### Stored data
··········
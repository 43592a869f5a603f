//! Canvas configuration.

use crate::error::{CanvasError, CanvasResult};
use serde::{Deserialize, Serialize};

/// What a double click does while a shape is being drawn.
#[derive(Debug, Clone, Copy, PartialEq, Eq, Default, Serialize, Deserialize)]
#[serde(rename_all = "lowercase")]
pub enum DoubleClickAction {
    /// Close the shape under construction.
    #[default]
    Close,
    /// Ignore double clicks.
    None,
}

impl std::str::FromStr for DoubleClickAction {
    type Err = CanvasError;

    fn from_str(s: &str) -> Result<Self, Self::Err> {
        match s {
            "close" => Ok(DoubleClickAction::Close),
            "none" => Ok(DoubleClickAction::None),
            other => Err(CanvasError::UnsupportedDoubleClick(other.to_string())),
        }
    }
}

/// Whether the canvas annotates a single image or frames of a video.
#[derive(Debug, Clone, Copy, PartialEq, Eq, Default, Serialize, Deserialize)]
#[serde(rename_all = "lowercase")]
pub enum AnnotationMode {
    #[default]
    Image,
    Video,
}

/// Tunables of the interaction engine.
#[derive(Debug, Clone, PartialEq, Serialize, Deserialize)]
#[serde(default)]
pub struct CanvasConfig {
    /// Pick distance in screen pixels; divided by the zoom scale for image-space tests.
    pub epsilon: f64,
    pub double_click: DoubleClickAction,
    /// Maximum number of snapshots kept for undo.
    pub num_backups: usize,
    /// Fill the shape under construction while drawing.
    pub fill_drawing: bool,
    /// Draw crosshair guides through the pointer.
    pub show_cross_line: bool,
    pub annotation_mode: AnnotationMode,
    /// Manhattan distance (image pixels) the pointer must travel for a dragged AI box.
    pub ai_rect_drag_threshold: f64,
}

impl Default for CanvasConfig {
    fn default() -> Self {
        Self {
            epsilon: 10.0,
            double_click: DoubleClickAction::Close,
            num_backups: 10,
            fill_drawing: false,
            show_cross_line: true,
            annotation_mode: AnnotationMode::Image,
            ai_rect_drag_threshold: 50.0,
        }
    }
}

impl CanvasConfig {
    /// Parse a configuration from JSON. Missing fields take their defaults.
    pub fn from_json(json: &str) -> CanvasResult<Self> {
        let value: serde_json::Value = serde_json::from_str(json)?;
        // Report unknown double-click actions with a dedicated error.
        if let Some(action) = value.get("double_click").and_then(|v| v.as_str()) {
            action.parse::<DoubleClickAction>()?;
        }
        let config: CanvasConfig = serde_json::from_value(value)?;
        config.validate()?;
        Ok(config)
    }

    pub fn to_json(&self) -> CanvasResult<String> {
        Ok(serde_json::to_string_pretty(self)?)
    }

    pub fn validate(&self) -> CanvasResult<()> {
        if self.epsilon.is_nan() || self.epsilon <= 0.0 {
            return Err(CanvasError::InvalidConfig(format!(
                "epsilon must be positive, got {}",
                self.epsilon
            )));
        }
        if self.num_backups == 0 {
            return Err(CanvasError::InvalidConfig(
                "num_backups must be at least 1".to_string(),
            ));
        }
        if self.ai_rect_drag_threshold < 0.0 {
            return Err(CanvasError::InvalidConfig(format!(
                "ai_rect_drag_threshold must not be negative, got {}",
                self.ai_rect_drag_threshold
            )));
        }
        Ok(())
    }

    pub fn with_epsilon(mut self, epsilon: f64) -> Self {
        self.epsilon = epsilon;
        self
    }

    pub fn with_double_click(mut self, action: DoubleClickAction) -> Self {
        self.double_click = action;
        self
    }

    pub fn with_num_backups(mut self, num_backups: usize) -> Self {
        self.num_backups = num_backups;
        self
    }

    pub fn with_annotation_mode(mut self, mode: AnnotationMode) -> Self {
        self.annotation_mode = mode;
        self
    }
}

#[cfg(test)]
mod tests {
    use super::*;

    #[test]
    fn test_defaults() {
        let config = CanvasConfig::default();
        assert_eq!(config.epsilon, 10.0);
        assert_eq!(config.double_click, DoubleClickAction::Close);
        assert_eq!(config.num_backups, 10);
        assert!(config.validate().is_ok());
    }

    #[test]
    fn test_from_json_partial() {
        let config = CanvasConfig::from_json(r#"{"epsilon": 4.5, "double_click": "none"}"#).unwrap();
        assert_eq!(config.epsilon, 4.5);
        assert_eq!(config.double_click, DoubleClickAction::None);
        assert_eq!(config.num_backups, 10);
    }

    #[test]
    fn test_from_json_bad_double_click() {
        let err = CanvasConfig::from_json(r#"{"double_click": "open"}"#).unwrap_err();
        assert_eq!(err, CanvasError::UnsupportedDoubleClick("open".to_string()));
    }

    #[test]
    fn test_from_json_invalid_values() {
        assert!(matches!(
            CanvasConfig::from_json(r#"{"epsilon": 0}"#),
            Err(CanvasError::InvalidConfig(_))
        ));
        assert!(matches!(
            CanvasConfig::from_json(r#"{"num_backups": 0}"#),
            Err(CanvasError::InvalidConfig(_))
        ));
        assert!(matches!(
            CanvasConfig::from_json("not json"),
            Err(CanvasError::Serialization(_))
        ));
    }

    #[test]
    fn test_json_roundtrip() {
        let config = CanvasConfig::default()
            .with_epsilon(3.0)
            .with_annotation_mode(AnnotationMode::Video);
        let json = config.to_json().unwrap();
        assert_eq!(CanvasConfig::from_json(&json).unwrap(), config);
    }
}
··········
### REQUIRED WORK
What you return must be an exact retyping of the lines above starting at the line with "of a video." and ending at the line with "pub struct CanvasConfig", and nothing besides.

### SOLUTION
/// Whether the canvas annotates a single image or frames of a video.
#[derive(Debug, Clone, Copy, PartialEq, Eq, Default, Serialize, Deserialize)]
#[serde(rename_all = "lowercase")]
pub enum AnnotationMode {
    #[default]
    Image,
    Video,
}

/// Tunables of the interaction engine.
#[derive(Debug, Clone, PartialEq, Serialize, Deserialize)]
#[serde(default)]
pub struct CanvasConfig {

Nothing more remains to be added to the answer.